The first one gives rise to the class MA (Merlin–Arthur): it is unknown whether MA=NP (does randomization alone change anything?). The second is the class IP (Interactive Proofs); while the third is the class PCP (Probabilistically Checkable Proofs). This Winter School will focus on the last two, and cover two incredible results: (1) every language which can be decided by algorithms using a polynomial amount of space (this is a huge class of languages: the class PSPACE) can be decided with an Interactive Proof! and (2) every language in NP can be decided looking at only a constant number of bits of the proof. Besides establishing these very deep theorems, one goal of the School will be to convey, at least partially, how mind-blowingly deep and surprising these two results are!
Who is it for? Everyone, from 3rd- or 4th-year undergraduate students with a solid algorithmic and/or mathematical background to graduate (HDR) students and interested academics. The Winter School will start with a "bootcamp" morning, to introduce the key concepts and necessary background to all. Attendees are expected to be familiar with discrete mathematics and discrete probability, and basics of computational complexity (computational models, Turing Machines, computational classes such as P and NP).

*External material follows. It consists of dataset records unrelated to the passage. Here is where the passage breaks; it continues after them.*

//! Job bodies: each one wrapped in its named lock.

use std::sync::Arc;

use chrono::Duration;
use tracing::{debug, error, info, warn};

use crate::collaborators::{Notifier, NotifyReport};
use crate::locks::{LockError, LockOutcome, LockRegistry, LockStatus};
use crate::polls::{Poll, PollStatus};
use crate::rotation::{
    GenerationError, GenerationOutcome, RotationEngine, RotationError, RotationSummary,
    TopUpReport,
};

pub const ROTATION_LOCK: &str = "rotation";
pub const TOP_UP_LOCK: &str = "top_up";
pub const LOCK_SWEEP_LOCK: &str = "lock_sweep";

/// The periodic jobs.
#[derive(Debug, Clone, Copy, PartialEq, Eq)]
pub enum JobKind {
    Rotation,
    TopUp,
    LockSweep,
}

impl JobKind {
    pub fn lock_name(&self) -> &'static str {
        match self {
            JobKind::Rotation => ROTATION_LOCK,
            JobKind::TopUp => TOP_UP_LOCK,
            JobKind::LockSweep => LOCK_SWEEP_LOCK,
        }
    }
}

impl std::fmt::Display for JobKind {
    fn fmt(&self, f: &mut std::fmt::Formatter<'_>) -> std::fmt::Result {
        f.write_str(self.lock_name())
    }
}

/// Lock TTLs and the top-up floor.
#[derive(Debug, Clone)]
pub struct JobSettings {
    pub rotation_lock_ttl: Duration,
    pub top_up_lock_ttl: Duration,
    pub sweep_lock_ttl: Duration,
    pub min_upcoming: u64,
}

impl Default for JobSettings {
    fn default() -> Self {
        Self {
            rotation_lock_ttl: Duration::seconds(300),
            top_up_lock_ttl: Duration::seconds(600),
            sweep_lock_ttl: Duration::seconds(60),
            min_upcoming: 2,
        }
    }
}

/// Runs engine operations under the lock registry and announces results.
///
/// Both the timers and the admin API go through here, so a manual trigger
/// contends for the same lock as the timed job.
pub struct JobRunner {
    locks: LockRegistry,
    engine: RotationEngine,
    notifier: Arc<dyn Notifier>,
    settings: JobSettings,
}

impl JobRunner {
    pub fn new(
        locks: LockRegistry,
        engine: RotationEngine,
        notifier: Arc<dyn Notifier>,
        settings: JobSettings,
    ) -> Self {
        Self {
            locks,
            engine,
            notifier,
            settings,
        }
    }

    pub fn locks(&self) -> &LockRegistry {
        &self.locks
    }

    pub fn engine(&self) -> &RotationEngine {
        &self.engine
    }

    pub fn settings(&self) -> &JobSettings {
        &self.settings
    }

    /// One rotation cycle under the `rotation` lock, then announcements
    /// once the lock is released.
    pub async fn run_rotation(&self) -> Result<LockOutcome<RotationSummary>, RotationError> {
        let outcome = self
            .locks
            .acquire_lock(
                ROTATION_LOCK,
                self.settings.rotation_lock_ttl,
                self.engine.run_rotation_cycle(),
            )
            .await?;

        if let LockOutcome::Acquired(summary) = &outcome {
            self.announce(summary.newly_opened()).await;
        }
        Ok(outcome)
    }

    /// Fills upcoming slots under the `top_up` lock.
    pub async fn run_top_up(&self) -> Result<LockOutcome<TopUpReport>, RotationError> {
        let outcome = self
            .locks
            .acquire_lock(
                TOP_UP_LOCK,
                self.settings.top_up_lock_ttl,
                self.engine.top_up(self.settings.min_upcoming),
            )
            .await?;

        if let LockOutcome::Acquired(report) = &outcome {
            let opened: Vec<&Poll> = report
                .created
                .iter()
                .filter(|p| p.status == PollStatus::Active)
                .collect();
            self.announce(opened).await;
        }
        Ok(outcome)
    }

    /// Reclaims expired locks. Wrapped in its own lock so replicas do not
    /// all sweep at once; the sweep itself does not depend on it.
    pub async fn run_lock_sweep(&self) -> Result<LockOutcome<u64>, LockError> {
        self.locks
            .acquire_lock(
                LOCK_SWEEP_LOCK,
                self.settings.sweep_lock_ttl,
                self.locks.cleanup_expired(),
            )
            .await
    }

    /// Forced generation under the `rotation` lock.
    pub async fn force_generate(
        &self,
    ) -> Result<LockOutcome<GenerationOutcome>, GenerationError> {
        let outcome = self
            .locks
            .acquire_lock(
                ROTATION_LOCK,
                self.settings.rotation_lock_ttl,
                self.engine.force_generate(),
            )
            .await?;

        if let LockOutcome::Acquired(GenerationOutcome::Created(poll)) = &outcome {
            if poll.status == PollStatus::Active {
                self.announce(vec![poll]).await;
            }
        }
        Ok(outcome)
    }

    /// Archives closed polls under the `rotation` lock, since it mutates polls.
    pub async fn archive_closed(
        &self,
        retention: Duration,
    ) -> Result<LockOutcome<u64>, RotationError> {
        self.locks
            .acquire_lock(
                ROTATION_LOCK,
                self.settings.rotation_lock_ttl,
                self.engine.archive_closed(retention),
            )
            .await
    }

    /// Sweep without taking any lock.
    pub async fn cleanup_locks(&self) -> Result<u64, LockError> {
        self.locks.cleanup_expired().await
    }

    pub async fn lock_status(&self) -> Result<Vec<LockStatus>, LockError> {
        self.locks.status().await
    }

    /// Announces each poll through the notifier. Must be called without
    /// holding any lock.
    pub async fn announce(&self, polls: Vec<&Poll>) -> NotifyReport {
        let mut total = NotifyReport::default();
        for poll in polls {
            let report = self.notifier.notify(poll, poll.kind).await;
            if !report.errors.is_empty() {
                warn!(poll_id = %poll.id, errors = ?report.errors, "Announcement had delivery errors");
            }
            total.sent += report.sent;
            total.skipped += report.skipped;
            total.errors.extend(report.errors);
        }
        if total.sent > 0 || !total.errors.is_empty() {
            info!(
                sent = total.sent,
                skipped = total.skipped,
                errors = total.errors.len(),
                "Announced opened polls"
            );
        }
        total
    }

    /// Runs `job` and logs how it went. Used by the timers.
    pub async fn run_logged(&self, job: JobKind) {
        match job {
            JobKind::Rotation => match self.run_rotation().await {
                Ok(LockOutcome::Acquired(summary)) => debug!(job = %job, %summary, "Job finished"),
                Ok(LockOutcome::Skipped) => debug!(job = %job, "Job skipped; lock held elsewhere"),
                Err(e) => error!(job = %job, error = %e, "Job failed"),
            },
            JobKind::TopUp => match self.run_top_up().await {
                Ok(LockOutcome::Acquired(report)) => debug!(job = %job, %report, "Job finished"),
                Ok(LockOutcome::Skipped) => debug!(job = %job, "Job skipped; lock held elsewhere"),
                Err(e) => error!(job = %job, error = %e, "Job failed"),
            },
            JobKind::LockSweep => match self.run_lock_sweep().await {
                Ok(LockOutcome::Acquired(count)) => debug!(job = %job, count, "Job finished"),
                Ok(LockOutcome::Skipped) => debug!(job = %job, "Job skipped; lock held elsewhere"),
                Err(e) => error!(job = %job, error = %e, "Job failed"),
            },
        }
    }
}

Important: we expect all participants to respect the values and standards described in the SoCG Code of Conduct.
Day 1 (Wednesday, July 22)
09:00–10:30: Bootcamp: Computational Complexity and a Few Good Tools (1)
10:30–10:45: Coffee break☕
10:45–12:15: Bootcamp: Computational Complexity and a Few Good Tools (2)
12:15-13:30: Lunch 🍽️ (not provided)
13:30–15:30: IP=PSPACE (1)
15:30–16:00: Coffee break☕
16:00–17:00: IP=PSPACE (2)
Day 2 (Thursday, July 23)
09:00–10:30: IP=PSPACE (3)
10:30–10:45: Coffee break☕
10:45–12:15: IP=PSPACE (4)
12:15-13:30: Lunch 🍽️ (not provided)
13:30–15:30: The PCP Theorem (1)
15:30–16:00: Coffee break☕
16:00–17:00: The PCP Theorem (2)
Day 3 (Friday, July 24)
09:00–10:30: The PCP Theorem (3)
10:30–10:45: Coffee break☕
10:45–12:15: The PCP Theorem (4)
12:15-13:30: Lunch 🍽️ (not provided)
13:30–15:30: The PCP Theorem (5)
15:30–16:00: Coffee break☕
16:00–17:00: Perspective, and Zero-Knowledge: What came and comes next?
The lectures will be given by Clément Canonne, Sasha Rubin, and Aditya Vikram Singh (School of Computer Science, The University of Sydney).